What you should do: Where a line holds the word "false", copy it from the records.
Top of Data excerpts
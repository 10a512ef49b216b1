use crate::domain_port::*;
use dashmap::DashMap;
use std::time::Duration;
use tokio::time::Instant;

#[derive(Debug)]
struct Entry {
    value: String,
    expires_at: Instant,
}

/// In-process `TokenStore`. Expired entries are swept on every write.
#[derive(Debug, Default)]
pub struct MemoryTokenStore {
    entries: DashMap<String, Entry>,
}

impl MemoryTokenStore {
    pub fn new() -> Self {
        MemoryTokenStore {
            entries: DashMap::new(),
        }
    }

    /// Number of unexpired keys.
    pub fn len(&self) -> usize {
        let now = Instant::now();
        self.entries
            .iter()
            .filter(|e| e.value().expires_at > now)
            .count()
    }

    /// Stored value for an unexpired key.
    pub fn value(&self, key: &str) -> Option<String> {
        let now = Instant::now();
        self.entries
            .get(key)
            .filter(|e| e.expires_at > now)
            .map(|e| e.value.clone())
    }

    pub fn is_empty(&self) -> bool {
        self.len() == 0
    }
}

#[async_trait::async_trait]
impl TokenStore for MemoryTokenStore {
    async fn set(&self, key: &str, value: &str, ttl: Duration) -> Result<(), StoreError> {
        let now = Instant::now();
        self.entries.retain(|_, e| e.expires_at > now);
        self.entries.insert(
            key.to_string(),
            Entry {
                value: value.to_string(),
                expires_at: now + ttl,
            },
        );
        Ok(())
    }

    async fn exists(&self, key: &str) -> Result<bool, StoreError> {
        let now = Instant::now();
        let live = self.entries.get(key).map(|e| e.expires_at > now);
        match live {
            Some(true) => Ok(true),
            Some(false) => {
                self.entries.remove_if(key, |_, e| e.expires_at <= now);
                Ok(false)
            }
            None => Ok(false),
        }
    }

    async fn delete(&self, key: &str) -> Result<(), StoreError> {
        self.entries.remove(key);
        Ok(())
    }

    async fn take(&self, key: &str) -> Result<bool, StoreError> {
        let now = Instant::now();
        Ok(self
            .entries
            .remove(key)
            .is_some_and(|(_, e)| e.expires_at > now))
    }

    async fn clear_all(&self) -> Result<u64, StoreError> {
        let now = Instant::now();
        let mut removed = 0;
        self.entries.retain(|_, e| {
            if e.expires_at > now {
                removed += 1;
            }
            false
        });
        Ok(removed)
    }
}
Bottom of Data excerpts
Top of Data excerpts
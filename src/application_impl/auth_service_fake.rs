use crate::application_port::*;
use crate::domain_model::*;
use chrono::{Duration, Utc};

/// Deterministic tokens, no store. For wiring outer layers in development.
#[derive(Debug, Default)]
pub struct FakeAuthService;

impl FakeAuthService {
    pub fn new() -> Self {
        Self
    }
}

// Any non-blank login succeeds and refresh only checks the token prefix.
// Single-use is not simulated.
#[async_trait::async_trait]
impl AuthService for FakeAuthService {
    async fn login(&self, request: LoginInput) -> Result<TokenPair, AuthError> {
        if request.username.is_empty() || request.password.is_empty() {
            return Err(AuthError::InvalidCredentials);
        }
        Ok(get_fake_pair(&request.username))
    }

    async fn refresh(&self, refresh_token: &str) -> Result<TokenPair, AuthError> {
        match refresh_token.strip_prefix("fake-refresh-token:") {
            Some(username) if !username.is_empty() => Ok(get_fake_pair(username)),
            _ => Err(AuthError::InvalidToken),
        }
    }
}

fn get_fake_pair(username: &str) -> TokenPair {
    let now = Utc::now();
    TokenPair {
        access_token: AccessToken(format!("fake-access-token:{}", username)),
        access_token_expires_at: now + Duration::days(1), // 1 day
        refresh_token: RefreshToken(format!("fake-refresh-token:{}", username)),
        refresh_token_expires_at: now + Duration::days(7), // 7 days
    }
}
Bottom of Data excerpts
Top of Data excerpts
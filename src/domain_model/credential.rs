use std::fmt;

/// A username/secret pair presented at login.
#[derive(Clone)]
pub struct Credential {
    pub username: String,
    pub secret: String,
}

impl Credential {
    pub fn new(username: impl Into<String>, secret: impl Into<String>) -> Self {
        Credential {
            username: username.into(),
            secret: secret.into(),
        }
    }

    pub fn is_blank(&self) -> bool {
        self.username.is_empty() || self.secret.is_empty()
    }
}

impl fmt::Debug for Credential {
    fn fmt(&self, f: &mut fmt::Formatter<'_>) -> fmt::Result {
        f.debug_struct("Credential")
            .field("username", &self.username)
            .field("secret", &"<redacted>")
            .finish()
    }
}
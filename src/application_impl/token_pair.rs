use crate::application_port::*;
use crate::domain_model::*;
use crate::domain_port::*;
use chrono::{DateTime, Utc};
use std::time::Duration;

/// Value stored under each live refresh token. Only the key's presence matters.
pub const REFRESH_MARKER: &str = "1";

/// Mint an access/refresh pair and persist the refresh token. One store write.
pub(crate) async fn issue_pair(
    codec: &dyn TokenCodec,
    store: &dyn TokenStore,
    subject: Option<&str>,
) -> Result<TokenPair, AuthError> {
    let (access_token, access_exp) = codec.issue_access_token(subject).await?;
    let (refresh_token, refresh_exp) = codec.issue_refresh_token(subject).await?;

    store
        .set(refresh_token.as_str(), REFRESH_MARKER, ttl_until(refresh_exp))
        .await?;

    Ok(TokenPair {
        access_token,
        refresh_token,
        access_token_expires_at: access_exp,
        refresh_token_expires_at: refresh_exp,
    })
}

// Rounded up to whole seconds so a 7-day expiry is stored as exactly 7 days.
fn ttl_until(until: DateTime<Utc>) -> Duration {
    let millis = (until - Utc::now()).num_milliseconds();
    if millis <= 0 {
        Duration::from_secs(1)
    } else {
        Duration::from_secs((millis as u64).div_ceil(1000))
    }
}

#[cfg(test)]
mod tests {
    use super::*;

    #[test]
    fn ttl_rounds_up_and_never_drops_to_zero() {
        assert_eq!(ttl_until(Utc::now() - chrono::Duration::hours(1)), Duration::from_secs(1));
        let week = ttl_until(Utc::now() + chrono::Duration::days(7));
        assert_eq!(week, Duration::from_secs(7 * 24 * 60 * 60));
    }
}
Bottom of Data excerpts
Response area:
            Some(false) => {
                Ok(false)
            None => Ok(false),
            false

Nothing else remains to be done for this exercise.